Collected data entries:
★ ★ ★ ★ ★
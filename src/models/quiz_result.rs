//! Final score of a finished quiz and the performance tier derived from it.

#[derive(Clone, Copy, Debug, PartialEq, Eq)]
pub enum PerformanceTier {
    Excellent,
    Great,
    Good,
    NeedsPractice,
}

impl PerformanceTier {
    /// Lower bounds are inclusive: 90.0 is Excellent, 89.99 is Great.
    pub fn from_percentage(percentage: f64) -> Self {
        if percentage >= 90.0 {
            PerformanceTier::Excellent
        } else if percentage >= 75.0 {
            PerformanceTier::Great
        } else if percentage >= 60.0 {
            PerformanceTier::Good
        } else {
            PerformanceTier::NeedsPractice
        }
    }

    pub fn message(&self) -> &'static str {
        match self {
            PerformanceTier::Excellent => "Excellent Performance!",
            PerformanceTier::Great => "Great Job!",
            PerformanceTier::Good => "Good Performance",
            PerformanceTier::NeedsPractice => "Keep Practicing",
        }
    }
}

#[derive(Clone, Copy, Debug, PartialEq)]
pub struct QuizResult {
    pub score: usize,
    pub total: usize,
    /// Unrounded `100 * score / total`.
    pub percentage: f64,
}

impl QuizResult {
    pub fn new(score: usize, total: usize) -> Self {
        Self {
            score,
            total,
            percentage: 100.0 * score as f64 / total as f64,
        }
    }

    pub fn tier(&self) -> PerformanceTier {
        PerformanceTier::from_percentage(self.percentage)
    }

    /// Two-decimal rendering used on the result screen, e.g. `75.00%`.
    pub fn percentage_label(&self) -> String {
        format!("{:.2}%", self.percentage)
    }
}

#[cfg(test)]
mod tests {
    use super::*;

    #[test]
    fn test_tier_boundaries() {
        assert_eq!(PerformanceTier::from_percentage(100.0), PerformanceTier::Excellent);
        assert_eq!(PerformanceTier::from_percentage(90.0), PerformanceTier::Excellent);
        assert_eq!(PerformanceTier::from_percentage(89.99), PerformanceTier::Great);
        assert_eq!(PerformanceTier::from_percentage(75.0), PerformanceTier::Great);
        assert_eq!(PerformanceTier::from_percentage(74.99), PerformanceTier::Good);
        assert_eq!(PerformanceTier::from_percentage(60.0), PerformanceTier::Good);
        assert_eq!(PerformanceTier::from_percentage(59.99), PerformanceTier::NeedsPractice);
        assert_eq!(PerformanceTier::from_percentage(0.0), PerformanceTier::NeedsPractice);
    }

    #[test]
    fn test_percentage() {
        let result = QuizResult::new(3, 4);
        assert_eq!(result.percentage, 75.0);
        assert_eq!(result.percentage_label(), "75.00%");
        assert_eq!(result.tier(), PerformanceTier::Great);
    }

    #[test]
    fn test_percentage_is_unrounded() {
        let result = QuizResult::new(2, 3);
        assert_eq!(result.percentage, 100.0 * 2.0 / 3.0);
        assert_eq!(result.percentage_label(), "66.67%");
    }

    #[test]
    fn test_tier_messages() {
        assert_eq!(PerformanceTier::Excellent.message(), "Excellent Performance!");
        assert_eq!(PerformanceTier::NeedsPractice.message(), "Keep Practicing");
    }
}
★ ★ ★ ★ ★
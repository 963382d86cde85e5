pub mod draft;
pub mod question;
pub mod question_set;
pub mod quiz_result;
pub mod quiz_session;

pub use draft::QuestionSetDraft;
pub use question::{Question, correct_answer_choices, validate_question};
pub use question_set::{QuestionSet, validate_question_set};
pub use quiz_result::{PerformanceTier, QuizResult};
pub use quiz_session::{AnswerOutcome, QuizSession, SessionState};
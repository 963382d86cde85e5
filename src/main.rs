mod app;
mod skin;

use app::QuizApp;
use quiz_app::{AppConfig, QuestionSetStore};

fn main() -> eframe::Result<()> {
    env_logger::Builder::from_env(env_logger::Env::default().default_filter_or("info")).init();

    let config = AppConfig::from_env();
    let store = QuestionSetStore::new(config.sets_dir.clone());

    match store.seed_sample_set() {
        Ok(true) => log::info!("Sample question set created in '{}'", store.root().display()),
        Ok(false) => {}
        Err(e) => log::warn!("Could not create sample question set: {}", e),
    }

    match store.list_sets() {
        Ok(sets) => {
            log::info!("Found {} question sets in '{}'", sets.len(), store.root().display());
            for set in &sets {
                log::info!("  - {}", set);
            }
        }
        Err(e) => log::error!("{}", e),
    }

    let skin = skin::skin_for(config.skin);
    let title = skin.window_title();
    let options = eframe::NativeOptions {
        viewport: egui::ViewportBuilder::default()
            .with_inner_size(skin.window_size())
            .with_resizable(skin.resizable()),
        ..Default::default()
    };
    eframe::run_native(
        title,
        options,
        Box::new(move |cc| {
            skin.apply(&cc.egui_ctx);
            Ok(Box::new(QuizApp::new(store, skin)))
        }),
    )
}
★ ★ ★ ★ ★
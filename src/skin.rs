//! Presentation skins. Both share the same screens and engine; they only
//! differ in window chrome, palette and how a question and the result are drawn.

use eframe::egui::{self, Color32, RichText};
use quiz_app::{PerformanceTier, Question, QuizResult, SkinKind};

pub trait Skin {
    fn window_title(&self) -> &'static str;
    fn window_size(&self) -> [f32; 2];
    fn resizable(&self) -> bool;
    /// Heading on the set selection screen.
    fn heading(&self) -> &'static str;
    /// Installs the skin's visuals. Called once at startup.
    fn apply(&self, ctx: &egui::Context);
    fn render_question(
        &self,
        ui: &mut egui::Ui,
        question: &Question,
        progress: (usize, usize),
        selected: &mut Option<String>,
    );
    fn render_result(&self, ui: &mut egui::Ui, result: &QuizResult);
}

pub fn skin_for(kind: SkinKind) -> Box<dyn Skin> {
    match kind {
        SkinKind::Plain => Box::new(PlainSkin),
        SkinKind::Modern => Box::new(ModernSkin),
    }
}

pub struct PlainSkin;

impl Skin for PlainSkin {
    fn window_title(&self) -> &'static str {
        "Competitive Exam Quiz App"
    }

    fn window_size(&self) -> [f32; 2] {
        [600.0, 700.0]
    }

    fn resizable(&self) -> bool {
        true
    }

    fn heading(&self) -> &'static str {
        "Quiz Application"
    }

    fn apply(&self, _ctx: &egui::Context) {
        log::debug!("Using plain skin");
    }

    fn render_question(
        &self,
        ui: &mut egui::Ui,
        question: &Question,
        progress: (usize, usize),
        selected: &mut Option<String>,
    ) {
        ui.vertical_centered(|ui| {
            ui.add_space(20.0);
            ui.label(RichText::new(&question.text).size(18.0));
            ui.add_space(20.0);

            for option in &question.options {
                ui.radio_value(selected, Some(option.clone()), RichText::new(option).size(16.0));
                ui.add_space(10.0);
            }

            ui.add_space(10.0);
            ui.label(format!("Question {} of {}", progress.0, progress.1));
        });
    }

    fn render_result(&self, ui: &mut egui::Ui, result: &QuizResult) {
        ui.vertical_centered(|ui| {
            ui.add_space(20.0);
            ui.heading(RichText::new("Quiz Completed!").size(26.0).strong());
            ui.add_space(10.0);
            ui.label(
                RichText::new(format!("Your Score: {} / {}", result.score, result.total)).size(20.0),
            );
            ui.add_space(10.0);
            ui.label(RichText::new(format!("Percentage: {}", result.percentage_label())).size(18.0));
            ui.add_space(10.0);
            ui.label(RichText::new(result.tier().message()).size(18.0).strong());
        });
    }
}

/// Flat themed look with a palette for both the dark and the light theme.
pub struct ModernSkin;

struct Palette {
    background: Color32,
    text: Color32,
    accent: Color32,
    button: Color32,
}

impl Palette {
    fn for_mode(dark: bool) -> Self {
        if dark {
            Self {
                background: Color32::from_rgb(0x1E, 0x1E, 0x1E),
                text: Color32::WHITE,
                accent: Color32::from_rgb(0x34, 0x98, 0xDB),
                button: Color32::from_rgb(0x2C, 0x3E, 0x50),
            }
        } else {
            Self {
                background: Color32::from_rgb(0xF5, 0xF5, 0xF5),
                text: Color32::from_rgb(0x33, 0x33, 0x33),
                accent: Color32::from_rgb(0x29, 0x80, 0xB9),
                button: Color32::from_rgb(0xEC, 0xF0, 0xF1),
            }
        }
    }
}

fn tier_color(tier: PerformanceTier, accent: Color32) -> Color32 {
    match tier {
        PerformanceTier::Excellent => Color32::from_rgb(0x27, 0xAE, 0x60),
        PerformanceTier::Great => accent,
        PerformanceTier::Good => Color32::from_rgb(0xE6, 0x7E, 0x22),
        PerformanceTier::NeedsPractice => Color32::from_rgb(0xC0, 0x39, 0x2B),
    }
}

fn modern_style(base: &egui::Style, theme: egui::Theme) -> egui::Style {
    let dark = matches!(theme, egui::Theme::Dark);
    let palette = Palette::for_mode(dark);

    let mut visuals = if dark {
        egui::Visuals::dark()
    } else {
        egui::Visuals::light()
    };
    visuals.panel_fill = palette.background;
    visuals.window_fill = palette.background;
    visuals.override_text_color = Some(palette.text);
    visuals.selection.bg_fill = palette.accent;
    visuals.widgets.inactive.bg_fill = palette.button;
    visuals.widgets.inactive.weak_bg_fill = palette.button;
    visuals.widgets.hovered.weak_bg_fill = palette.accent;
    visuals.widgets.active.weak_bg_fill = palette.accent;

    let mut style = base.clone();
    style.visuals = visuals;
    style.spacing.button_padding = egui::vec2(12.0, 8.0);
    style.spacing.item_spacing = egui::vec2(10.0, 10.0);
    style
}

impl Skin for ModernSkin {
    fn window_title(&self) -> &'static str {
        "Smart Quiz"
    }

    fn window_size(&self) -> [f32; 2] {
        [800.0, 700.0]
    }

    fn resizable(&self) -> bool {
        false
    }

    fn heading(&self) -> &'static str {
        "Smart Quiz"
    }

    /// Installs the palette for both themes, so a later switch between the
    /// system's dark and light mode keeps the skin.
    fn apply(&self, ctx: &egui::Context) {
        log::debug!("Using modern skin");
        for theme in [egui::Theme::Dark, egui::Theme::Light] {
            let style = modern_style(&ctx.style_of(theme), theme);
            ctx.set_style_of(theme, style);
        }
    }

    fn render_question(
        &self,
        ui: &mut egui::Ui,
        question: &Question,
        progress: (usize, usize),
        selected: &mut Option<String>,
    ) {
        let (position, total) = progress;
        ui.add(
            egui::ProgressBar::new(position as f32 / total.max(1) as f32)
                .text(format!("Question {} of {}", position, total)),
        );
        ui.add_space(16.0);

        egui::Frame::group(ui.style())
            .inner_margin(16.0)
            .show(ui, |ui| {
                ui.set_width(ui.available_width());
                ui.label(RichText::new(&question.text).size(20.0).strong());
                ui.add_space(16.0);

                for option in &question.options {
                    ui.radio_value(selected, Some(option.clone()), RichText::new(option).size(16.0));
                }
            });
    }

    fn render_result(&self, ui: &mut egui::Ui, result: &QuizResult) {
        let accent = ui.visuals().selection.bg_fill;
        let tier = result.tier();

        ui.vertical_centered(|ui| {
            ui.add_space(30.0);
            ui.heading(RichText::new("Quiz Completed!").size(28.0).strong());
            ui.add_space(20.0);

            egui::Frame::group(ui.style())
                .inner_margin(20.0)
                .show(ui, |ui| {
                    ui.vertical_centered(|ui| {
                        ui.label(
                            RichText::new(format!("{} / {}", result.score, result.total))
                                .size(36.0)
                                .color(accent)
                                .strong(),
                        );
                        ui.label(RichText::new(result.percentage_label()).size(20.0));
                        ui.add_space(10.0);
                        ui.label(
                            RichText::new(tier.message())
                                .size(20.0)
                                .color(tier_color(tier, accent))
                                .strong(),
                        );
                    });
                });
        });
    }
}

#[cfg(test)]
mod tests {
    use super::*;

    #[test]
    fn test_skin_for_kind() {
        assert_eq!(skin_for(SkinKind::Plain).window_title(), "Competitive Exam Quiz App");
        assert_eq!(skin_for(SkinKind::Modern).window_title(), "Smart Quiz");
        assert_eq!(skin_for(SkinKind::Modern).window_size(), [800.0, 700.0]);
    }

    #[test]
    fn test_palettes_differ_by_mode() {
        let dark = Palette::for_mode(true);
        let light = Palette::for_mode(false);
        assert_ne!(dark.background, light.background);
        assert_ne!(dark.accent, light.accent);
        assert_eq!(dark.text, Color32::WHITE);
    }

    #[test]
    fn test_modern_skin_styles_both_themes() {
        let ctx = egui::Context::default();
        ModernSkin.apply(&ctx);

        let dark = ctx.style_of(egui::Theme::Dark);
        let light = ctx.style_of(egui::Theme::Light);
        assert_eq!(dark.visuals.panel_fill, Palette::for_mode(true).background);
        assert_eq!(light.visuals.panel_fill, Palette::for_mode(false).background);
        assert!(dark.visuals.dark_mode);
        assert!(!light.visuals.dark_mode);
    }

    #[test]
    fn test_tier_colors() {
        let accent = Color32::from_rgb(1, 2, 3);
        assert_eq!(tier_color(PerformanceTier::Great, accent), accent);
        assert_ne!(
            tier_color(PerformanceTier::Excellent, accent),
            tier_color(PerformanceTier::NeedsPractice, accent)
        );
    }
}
★ ★ ★ ★ ★
## What to produce
Search the records above for the string "QuestionSetStore" and copy each line that holds it.

## Exercise answer
use quiz_app::{AppConfig, QuestionSetStore};
    let store = QuestionSetStore::new(config.sets_dir.clone());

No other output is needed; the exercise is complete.